At noon, when the Sun is overhead it appears white. This is because the light travels a shorter distance through the atmosphere to get to us; it’s scattered very little, even the blue light. During the day the sky looks blue because it’s the blue light that gets scattered the most. It’s redirected into many different directions all over the sky, whereas the other wavelengths aren’t scattered as much.

In reality, violet light has a shorter wavelength compared to blue light and therefore it’s scattered more – so why isn’t the sky violet?

It’s because our eyes are actually more sensitive to detecting blue light and more of the sunlight coming into the Earth’s atmosphere is blue rather than violet.

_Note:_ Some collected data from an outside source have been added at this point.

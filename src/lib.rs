//! # Atari 2600 Disassembler
//!
//! Converts raw 6502 machine code (an Atari 2600 cartridge image) into an
//! annotated assembly listing.
//!
//! ## Quick Start
//!
//! ```rust
//! use a2600_disasm::{disassemble, DisassemblyOptions};
//!
//! // LDA $0080 ; JMP $10F0
//! let rom = [0xAD, 0x00, 0x80, 0x4C, 0x10, 0xF0];
//! let listing = disassemble(&rom, DisassemblyOptions::default()).unwrap();
//!
//! assert_eq!(listing.lines().len(), 2);
//! assert_eq!(listing.lines()[0].text(), "LDA $0080");
//! assert_eq!(listing.lines()[1].comment(), "ROM address $1000 via mirror");
//! ```
//!
//! ## Architecture
//!
//! A run makes three sequential passes:
//!
//! 1. **Decode** - [`disassembler::decoder`] walks the byte stream once,
//!    forward only, turning each opcode and its operands into a [`Line`].
//!    A tail too short to hold a full instruction is kept as leftover bytes.
//! 2. **Label scan** - [`disassembler::labels`] counts how many lines target
//!    each address through a 16-bit operand.
//! 3. **Export** - [`disassembler::exporter`] writes the header banner, the
//!    lines (preceded by labels for multiply-referenced addresses) and the
//!    leftover block.
//!
//! ## Modules
//!
//! - `addressing` - Addressing mode enumeration
//! - `opcodes` - Opcode metadata table
//! - `zero_page` - TIA register names
//! - `disassembler` - Decoding, formatting, labels and export

pub mod addressing;
pub mod disassembler;
pub mod opcodes;
pub mod zero_page;

use std::io;
use std::path::PathBuf;

// Re-export public API
pub use addressing::AddressingMode;
pub use disassembler::exporter::Header;
pub use disassembler::labels::{Label, LabelRegistry};
pub use disassembler::{disassemble, DisassemblyOptions, Leftover, Line, Listing};
pub use opcodes::{OpcodeDescriptor, OPCODE_TABLE};

/// Errors that abort a disassembly run.
///
/// A truncated final instruction is not an error: its bytes end up in
/// [`Listing::leftover`].
#[derive(Debug, thiserror::Error)]
pub enum DisassembleError {
    /// Byte at `offset` is not a documented opcode.
    ///
    /// Decoding stops here because the length of the instruction, and so the
    /// position of the next one, is unknown.
    #[error("instruction not found for opcode 0x{opcode:02X} at offset 0x{offset:04X}")]
    UnknownOpcode { offset: usize, opcode: u8 },

    /// The instruction at `offset` would sit past 0xFFFF once the origin is applied.
    #[error("offset 0x{offset:X} does not fit in the 16-bit address space")]
    AddressOverflow { offset: usize },

    /// Input or output file could not be opened.
    #[error("error opening file {}", .path.display())]
    FileOpen {
        path: PathBuf,
        #[source]
        source: io::Error,
    },

    /// Writing the listing failed.
    #[error(transparent)]
    Io(#[from] io::Error),
}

During sunrise or sunset, the sky appears to change colour. When the Sun is low in the sky, the light has to travel a longer distance through the Earth’s atmosphere so we don’t see the blue light because it gets scattered away. Instead we see the red and orange light that travels towards us since this light hasn’t been scattered very much. Hence the Sun and skies look redder at dawn and dusk.

Other planets don’t have an atmosphere exactly like ours and so their skies would look different.

Mars’ atmosphere is much thinner than the Earth’s - less than 1%. The low density of air molecules means that the Rayleigh scattering, that causes our skies to be blue on Earth, has a very small effect on Mars.

We might expect it to have a very faint blue coloured sky but due to the haze of dust that remains suspended in the air, the daytime sky on Mars appears more yellow. This is because the larger dust particles absorb the short wavelength blue light and scatter the remaining colours to give a butterscotch hue over the Martian sky.

However during a sunrise and sunset on Mars, the sunlight travels a longer distance through its atmosphere and it’s alike to the thickness of the atmosphere on Earth. As such, the blue light gets scattered in all directions and the longer wavelengths of light don’t get scattered much at all providing a blue glow to the sky around the Sun in the hours around dawn and dusk.